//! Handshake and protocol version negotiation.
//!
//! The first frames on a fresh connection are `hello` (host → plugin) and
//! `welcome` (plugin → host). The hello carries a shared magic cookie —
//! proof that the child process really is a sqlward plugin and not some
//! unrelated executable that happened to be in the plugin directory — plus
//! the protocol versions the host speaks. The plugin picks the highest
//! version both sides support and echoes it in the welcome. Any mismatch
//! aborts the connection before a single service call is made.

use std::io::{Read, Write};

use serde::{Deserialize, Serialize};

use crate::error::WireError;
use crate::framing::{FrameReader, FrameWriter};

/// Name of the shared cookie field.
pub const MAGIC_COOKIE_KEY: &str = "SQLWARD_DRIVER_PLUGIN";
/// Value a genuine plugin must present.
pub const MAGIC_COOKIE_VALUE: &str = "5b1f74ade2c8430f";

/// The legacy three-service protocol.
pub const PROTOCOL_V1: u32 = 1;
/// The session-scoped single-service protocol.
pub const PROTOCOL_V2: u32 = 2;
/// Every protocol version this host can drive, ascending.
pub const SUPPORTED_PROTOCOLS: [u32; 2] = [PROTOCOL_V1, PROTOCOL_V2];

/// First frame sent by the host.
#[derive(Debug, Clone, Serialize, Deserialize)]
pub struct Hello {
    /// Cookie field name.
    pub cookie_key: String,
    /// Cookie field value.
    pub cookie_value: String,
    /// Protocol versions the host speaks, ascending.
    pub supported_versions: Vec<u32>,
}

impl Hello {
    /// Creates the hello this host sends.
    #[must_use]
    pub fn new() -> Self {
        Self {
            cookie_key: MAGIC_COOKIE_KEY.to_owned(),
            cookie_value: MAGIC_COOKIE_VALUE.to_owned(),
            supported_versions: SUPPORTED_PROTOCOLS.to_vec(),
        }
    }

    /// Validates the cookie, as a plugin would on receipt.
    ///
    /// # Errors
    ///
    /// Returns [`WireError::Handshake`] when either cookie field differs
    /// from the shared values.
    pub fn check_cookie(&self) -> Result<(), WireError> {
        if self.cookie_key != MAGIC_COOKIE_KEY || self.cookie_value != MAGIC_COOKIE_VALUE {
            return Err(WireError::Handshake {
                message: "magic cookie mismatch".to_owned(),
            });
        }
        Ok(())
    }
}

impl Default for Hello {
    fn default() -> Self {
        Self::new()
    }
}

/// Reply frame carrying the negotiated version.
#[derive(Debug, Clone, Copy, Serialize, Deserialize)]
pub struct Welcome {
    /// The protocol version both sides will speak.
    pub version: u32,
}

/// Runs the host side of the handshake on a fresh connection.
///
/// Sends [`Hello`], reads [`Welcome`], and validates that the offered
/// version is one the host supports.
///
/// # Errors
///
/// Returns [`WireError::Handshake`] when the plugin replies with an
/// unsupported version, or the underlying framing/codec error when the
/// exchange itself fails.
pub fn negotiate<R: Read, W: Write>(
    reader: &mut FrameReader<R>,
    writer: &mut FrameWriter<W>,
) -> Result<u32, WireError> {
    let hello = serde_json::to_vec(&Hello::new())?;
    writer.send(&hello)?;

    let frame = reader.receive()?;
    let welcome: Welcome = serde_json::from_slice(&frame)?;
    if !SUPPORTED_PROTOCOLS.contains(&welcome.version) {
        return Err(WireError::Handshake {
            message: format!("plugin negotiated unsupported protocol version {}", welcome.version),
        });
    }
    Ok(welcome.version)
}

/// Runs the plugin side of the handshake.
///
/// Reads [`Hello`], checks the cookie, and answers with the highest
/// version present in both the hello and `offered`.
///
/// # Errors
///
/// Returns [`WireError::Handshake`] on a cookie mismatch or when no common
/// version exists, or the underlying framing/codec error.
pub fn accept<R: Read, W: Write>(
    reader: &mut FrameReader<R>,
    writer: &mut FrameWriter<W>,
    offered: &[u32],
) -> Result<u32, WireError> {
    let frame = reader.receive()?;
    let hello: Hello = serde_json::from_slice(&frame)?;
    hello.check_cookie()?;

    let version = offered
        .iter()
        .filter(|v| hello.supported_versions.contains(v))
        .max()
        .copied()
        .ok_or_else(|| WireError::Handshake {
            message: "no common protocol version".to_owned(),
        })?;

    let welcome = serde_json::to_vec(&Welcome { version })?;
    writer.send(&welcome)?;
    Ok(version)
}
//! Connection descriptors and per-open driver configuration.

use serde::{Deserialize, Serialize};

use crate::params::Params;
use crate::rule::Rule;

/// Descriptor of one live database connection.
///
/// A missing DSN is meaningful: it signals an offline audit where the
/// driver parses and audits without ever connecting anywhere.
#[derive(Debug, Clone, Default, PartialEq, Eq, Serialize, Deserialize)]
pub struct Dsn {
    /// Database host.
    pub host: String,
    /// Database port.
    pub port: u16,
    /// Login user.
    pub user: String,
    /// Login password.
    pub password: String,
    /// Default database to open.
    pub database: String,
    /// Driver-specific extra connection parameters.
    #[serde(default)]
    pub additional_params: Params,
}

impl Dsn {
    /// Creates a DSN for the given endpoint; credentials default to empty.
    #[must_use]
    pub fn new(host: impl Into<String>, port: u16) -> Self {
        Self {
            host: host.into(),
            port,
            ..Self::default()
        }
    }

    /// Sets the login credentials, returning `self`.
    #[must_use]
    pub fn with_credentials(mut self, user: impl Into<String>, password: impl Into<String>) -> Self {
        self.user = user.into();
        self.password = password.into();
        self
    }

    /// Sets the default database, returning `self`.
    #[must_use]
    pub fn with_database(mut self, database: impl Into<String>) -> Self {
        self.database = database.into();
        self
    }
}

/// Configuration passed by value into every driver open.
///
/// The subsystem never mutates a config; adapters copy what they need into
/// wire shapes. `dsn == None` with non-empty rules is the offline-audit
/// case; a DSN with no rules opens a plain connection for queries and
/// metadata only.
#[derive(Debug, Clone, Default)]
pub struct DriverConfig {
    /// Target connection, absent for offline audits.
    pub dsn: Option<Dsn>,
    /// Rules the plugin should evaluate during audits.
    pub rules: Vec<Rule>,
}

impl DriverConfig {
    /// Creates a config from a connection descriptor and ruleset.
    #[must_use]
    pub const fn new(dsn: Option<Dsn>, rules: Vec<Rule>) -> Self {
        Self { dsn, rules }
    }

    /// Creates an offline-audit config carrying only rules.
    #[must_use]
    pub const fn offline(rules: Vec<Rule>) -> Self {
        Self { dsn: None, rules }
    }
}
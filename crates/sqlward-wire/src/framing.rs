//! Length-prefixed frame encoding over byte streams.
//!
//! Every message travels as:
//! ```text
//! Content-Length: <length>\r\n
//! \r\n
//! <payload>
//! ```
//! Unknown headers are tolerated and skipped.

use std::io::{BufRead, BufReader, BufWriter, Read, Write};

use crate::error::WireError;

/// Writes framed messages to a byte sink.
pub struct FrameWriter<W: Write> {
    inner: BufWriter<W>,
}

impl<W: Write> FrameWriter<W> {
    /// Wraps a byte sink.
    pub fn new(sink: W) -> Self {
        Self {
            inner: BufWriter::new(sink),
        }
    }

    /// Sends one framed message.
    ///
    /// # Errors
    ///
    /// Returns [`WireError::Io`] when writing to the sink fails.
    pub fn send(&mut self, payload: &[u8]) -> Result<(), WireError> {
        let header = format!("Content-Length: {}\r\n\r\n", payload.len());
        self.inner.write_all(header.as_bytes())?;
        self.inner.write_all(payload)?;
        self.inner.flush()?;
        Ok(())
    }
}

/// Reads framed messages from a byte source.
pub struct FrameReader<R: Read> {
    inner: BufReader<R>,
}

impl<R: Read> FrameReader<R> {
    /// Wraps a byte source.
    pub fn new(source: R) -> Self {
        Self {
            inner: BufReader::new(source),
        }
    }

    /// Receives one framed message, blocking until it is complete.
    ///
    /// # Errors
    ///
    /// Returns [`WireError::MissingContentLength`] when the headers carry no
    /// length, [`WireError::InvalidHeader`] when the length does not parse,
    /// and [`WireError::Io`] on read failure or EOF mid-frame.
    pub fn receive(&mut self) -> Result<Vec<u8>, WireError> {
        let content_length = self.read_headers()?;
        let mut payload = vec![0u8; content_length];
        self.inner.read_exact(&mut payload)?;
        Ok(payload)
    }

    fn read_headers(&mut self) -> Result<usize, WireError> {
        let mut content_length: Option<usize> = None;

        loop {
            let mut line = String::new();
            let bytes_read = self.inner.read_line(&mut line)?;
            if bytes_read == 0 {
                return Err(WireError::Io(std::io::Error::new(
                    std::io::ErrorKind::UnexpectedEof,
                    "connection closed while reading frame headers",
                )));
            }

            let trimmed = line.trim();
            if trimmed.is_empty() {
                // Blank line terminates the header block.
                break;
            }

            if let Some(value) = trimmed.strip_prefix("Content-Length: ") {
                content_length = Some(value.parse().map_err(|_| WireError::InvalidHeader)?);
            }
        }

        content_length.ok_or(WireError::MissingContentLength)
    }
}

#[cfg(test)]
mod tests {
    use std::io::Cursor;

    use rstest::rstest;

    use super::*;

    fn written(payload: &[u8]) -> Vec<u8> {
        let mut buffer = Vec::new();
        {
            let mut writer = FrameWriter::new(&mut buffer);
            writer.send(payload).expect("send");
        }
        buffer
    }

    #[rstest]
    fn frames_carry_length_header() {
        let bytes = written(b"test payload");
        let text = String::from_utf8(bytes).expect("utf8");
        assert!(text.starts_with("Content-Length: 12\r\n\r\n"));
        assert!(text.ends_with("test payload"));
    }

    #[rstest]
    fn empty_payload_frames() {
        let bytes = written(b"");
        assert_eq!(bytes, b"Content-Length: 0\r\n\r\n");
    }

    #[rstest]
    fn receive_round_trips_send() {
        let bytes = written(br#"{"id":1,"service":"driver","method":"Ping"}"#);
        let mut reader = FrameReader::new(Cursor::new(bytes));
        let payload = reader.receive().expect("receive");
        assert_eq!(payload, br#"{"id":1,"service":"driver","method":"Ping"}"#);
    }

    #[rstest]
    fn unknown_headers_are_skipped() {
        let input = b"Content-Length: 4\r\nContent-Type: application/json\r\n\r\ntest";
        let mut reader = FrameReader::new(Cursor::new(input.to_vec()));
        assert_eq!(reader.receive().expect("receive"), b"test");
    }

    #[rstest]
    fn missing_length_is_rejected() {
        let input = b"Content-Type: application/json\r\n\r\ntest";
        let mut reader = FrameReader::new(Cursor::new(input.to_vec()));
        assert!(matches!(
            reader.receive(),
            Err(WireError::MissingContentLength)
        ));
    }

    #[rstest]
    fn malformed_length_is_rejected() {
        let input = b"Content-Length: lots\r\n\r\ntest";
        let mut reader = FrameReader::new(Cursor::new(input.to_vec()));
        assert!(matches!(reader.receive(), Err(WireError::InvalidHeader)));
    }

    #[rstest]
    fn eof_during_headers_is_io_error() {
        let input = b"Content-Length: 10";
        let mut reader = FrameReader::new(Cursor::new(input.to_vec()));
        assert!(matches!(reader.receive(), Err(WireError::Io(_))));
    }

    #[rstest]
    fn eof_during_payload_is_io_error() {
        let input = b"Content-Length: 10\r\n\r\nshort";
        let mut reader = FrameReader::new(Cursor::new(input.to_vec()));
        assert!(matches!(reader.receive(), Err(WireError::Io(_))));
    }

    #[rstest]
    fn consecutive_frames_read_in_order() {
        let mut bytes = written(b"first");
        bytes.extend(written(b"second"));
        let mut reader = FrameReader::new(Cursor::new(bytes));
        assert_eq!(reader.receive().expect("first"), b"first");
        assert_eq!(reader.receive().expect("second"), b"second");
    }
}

> **Task directions**: Search the preceding listing for the word "matches" and pull out every line that holds it.

> **Exercise result**:
        assert!(matches!(
        assert!(matches!(reader.receive(), Err(WireError::InvalidHeader)));
        assert!(matches!(reader.receive(), Err(WireError::Io(_))));
        assert!(matches!(reader.receive(), Err(WireError::Io(_))));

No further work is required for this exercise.